## What is being asked
Lift out, unaltered, the lines of the material below between the line holding "pub fn interior_ring_mut(&mut" and the line holding "pub fn area(&self)", counting both.

## Recorded data
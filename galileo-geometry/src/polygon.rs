use crate::error::{GeometryError, Result};
use crate::{BoundingBox, Coord, Curve, Geometry, GeometryType, LinearRing, Point, Transform};

#[cfg(feature = "serde")]
use serde::{Deserialize, Serialize};

/// Polygon geometry. Polygon consists of one exterior ring and zero or more interior rings.
///
/// Interior rings represent *holes* in the polygon. They are expected to have orientation opposite to the exterior
/// ring; this is used by [`Polygon::area`] but is not validated.
///
/// Point containment and distance only consider the exterior ring: a point inside a hole is still contained by the
/// polygon.
#[derive(Debug, Default, Clone, PartialEq)]
#[cfg_attr(feature = "serde", derive(Serialize, Deserialize))]
pub struct Polygon {
    exterior: LinearRing,
    interiors: Vec<LinearRing>,
}

impl Polygon {
    /// Creates a polygon without holes.
    pub fn new(exterior: LinearRing) -> Self {
        Self {
            exterior,
            interiors: vec![],
        }
    }

    /// Creates a polygon with holes.
    pub fn with_interiors(exterior: LinearRing, interiors: Vec<LinearRing>) -> Self {
        Self {
            exterior,
            interiors,
        }
    }

    /// Exterior ring.
    pub fn exterior(&self) -> &LinearRing {
        &self.exterior
    }

    /// Mutable reference to the exterior ring.
    pub fn exterior_mut(&mut self) -> &mut LinearRing {
        &mut self.exterior
    }

    /// Interior rings (holes).
    pub fn interiors(&self) -> &[LinearRing] {
        &self.interiors
    }

    /// Number of holes.
    pub fn num_interior_rings(&self) -> usize {
        self.interiors.len()
    }

    /// Interior ring with the given index.
    pub fn interior_ring(&self, index: usize) -> Option<&LinearRing> {
        self.interiors.get(index)
    }

    /// Mutable reference to the interior ring with the given index.
    pub fn interior_ring_mut(&mut self, index: usize) -> Option<&mut LinearRing> {
        self.interiors.get_mut(index)
    }

    /// Adds a hole.
    pub fn push_interior(&mut self, ring: LinearRing) {
        self.interiors.push(ring);
    }

    /// Removes and returns the hole with the given index.
    pub fn remove_interior(&mut self, index: usize) -> Option<LinearRing> {
        (index < self.interiors.len()).then(|| self.interiors.remove(index))
    }

    /// Iterates over all rings of the polygon starting with the exterior one.
    pub fn iter_rings(&self) -> impl Iterator<Item = &LinearRing> {
        std::iter::once(&self.exterior).chain(self.interiors.iter())
    }

    /// Area of the polygon.
    ///
    /// A hole with orientation opposite to the exterior ring reduces the area, a hole with the same orientation
    /// increases it.
    pub fn area(&self) -> f64 {
        let exterior_ccw = self.exterior.is_ccw();
        self.interiors
            .iter()
            .fold(self.exterior.area(), |area, hole| {
                if hole.is_ccw() != exterior_ccw {
                    area - hole.area()
                } else {
                    area + hole.area()
                }
            })
    }

    /// Centroid of the exterior ring surface.
    pub fn centroid(&self) -> Result<Point> {
        if let Some(c) = self.exterior.centroid() {
            return Ok(c.into());
        }

        // zero-area exterior ring
        self.bounding_box()
            .map(|b| b.centroid().into())
            .ok_or(GeometryError::EmptyGeometry)
    }

    pub(crate) fn contains_coord(&self, coord: &Coord) -> bool {
        match self.bounding_box() {
            Some(bbox) if bbox.contains(coord) => self.exterior.contains_coord(coord),
            _ => false,
        }
    }

    pub(crate) fn distance_to_coord(&self, coord: &Coord) -> Option<f64> {
        if self.contains_coord(coord) {
            return Some(0.0);
        }

        self.exterior.distance_to_coord(coord)
    }
}

impl From<LinearRing> for Polygon {
    fn from(value: LinearRing) -> Self {
        Self::new(value)
    }
}

impl From<BoundingBox> for Polygon {
    fn from(value: BoundingBox) -> Self {
        value.to_polygon()
    }
}

impl Geometry for Polygon {
    fn geometry_type(&self) -> GeometryType {
        GeometryType::Polygon
    }

    fn is_empty(&self) -> bool {
        Geometry::is_empty(&self.exterior)
    }

    fn bounding_box(&self) -> Option<BoundingBox> {
        self.exterior.bounding_box()
    }

    fn distance(&self, point: &Point) -> Result<f64> {
        let coord = point.coord()?;
        self.distance_to_coord(&coord)
            .ok_or(GeometryError::EmptyGeometry)
    }

    fn contains(&self, point: &Point) -> Result<bool> {
        Ok(self.contains_coord(&point.coord()?))
    }
}

impl Transform for Polygon {
    fn rotate(&self, degrees: f64, center: &Point) -> Result<Self> {
        Ok(Self {
            exterior: self.exterior.rotate(degrees, center)?,
            interiors: self
                .interiors
                .iter()
                .map(|r| r.rotate(degrees, center))
                .collect::<Result<_>>()?,
        })
    }

    fn offset(&self, dx: f64, dy: f64) -> Result<Self> {
        Ok(Self {
            exterior: self.exterior.offset(dx, dy)?,
            interiors: self
                .interiors
                .iter()
                .map(|r| r.offset(dx, dy))
                .collect::<Result<_>>()?,
        })
    }
}

#[cfg(test)]
mod tests {
    use super::*;
    use approx::assert_abs_diff_eq;
    use assert_matches::assert_matches;

    fn ring(coords: &[(f64, f64)]) -> LinearRing {
        LinearRing::new(coords.iter().map(|&c| c.into()).collect())
    }

    fn unit_square() -> LinearRing {
        ring(&[(0.0, 0.0), (1.0, 0.0), (1.0, 1.0), (0.0, 1.0), (0.0, 0.0)])
    }

    fn hole() -> LinearRing {
        // clockwise, area 0.25
        ring(&[
            (0.25, 0.25),
            (0.25, 0.75),
            (0.75, 0.75),
            (0.75, 0.25),
            (0.25, 0.25),
        ])
    }

    #[test]
    fn area_without_holes() {
        assert_eq!(Polygon::new(unit_square()).area(), 1.0);
        assert_eq!(Polygon::default().area(), 0.0);
    }

    #[test]
    fn area_opposite_hole_is_subtracted() {
        let polygon = Polygon::with_interiors(unit_square(), vec![hole()]);
        assert!(polygon.exterior().is_ccw());
        assert!(!hole().is_ccw());
        assert_eq!(polygon.area(), 0.75);
    }

    #[test]
    fn area_same_orientation_hole_is_added() {
        let polygon = Polygon::with_interiors(unit_square(), vec![hole().reversed()]);
        assert_eq!(polygon.area(), 1.25);
    }

    #[test]
    fn contains_ignores_holes() {
        let polygon = Polygon::with_interiors(unit_square(), vec![hole()]);
        assert!(polygon.contains(&Point::new(0.1, 0.1)).unwrap());
        assert!(polygon.contains(&Point::new(0.5, 0.5)).unwrap());
        assert!(!polygon.contains(&Point::new(1.5, 0.5)).unwrap());
        assert!(!Polygon::default().contains(&Point::new(0.0, 0.0)).unwrap());
        assert_matches!(
            polygon.contains(&Point::empty()),
            Err(GeometryError::EmptyGeometry)
        );
    }

    #[test]
    fn distance_uses_exterior_only() {
        let polygon = Polygon::with_interiors(unit_square(), vec![hole()]);
        assert_eq!(polygon.distance(&Point::new(0.5, 0.5)).unwrap(), 0.0);
        assert_eq!(polygon.distance(&Point::new(3.0, 0.5)).unwrap(), 2.0);
        assert_eq!(polygon.distance(&Point::new(4.0, 5.0)).unwrap(), 5.0);
        assert_matches!(
            Polygon::default().distance(&Point::new(0.0, 0.0)),
            Err(GeometryError::EmptyGeometry)
        );
    }

    #[test]
    fn bounding_box() {
        let polygon = Polygon::with_interiors(unit_square(), vec![hole()]);
        assert_eq!(
            polygon.bounding_box(),
            Some(BoundingBox::new(0.0, 0.0, 1.0, 1.0))
        );
        assert_eq!(Polygon::default().bounding_box(), None);
    }

    #[test]
    fn rotate_moves_all_rings() {
        let polygon = Polygon::with_interiors(unit_square(), vec![hole()]);
        let rotated = polygon.rotate(90.0, &Point::new(0.5, 0.5)).unwrap();
        assert_eq!(rotated.num_interior_rings(), 1);
        assert_abs_diff_eq!(rotated.area(), polygon.area(), epsilon = 1e-12);

        let hole_vertex = rotated.interior_ring(0).unwrap().vertices()[0];
        assert_abs_diff_eq!(hole_vertex.x, 0.25, epsilon = 1e-12);
        assert_abs_diff_eq!(hole_vertex.y, 0.75, epsilon = 1e-12);

        let bbox = rotated.bounding_box().unwrap();
        assert_abs_diff_eq!(bbox.min.x, 0.0, epsilon = 1e-12);
        assert_abs_diff_eq!(bbox.max.y, 1.0, epsilon = 1e-12);
    }

    #[test]
    fn offset() {
        let polygon = Polygon::with_interiors(unit_square(), vec![hole()]);
        let moved = polygon.offset(10.0, 0.0).unwrap();
        assert_eq!(moved.area(), polygon.area());
        assert!(moved.contains(&Point::new(10.5, 0.5)).unwrap());
        assert_eq!(
            moved.interior_ring(0).unwrap().vertices()[0],
            Coord::new(10.25, 0.25)
        );
    }

    #[test]
    fn centroid() {
        let polygon = Polygon::new(ring(&[
            (0.0, 0.0),
            (4.0, 0.0),
            (4.0, 2.0),
            (0.0, 2.0),
            (0.0, 0.0),
        ]));
        let centroid = polygon.centroid().unwrap();
        assert_abs_diff_eq!(centroid.x().unwrap(), 2.0, epsilon = 1e-12);
        assert_abs_diff_eq!(centroid.y().unwrap(), 1.0, epsilon = 1e-12);
        assert!(Polygon::default().centroid().is_err());
    }

    #[test]
    fn ring_access() {
        let mut polygon = Polygon::new(unit_square());
        polygon.push_interior(hole());
        assert_eq!(polygon.iter_rings().count(), 2);
        assert_eq!(polygon.remove_interior(0), Some(hole()));
        assert_eq!(polygon.remove_interior(0), None);
        polygon.exterior_mut().clear();
        assert!(Geometry::is_empty(&polygon));
    }
}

## Answer to the problem
    pub fn interior_ring_mut(&mut self, index: usize) -> Option<&mut LinearRing> {
        self.interiors.get_mut(index)
    }

    /// Adds a hole.
    pub fn push_interior(&mut self, ring: LinearRing) {
        self.interiors.push(ring);
    }

    /// Removes and returns the hole with the given index.
    pub fn remove_interior(&mut self, index: usize) -> Option<LinearRing> {
        (index < self.interiors.len()).then(|| self.interiors.remove(index))
    }

    /// Iterates over all rings of the polygon starting with the exterior one.
    pub fn iter_rings(&self) -> impl Iterator<Item = &LinearRing> {
        std::iter::once(&self.exterior).chain(self.interiors.iter())
    }

    /// Area of the polygon.
    ///
    /// A hole with orientation opposite to the exterior ring reduces the area, a hole with the same orientation
    /// increases it.
    pub fn area(&self) -> f64 {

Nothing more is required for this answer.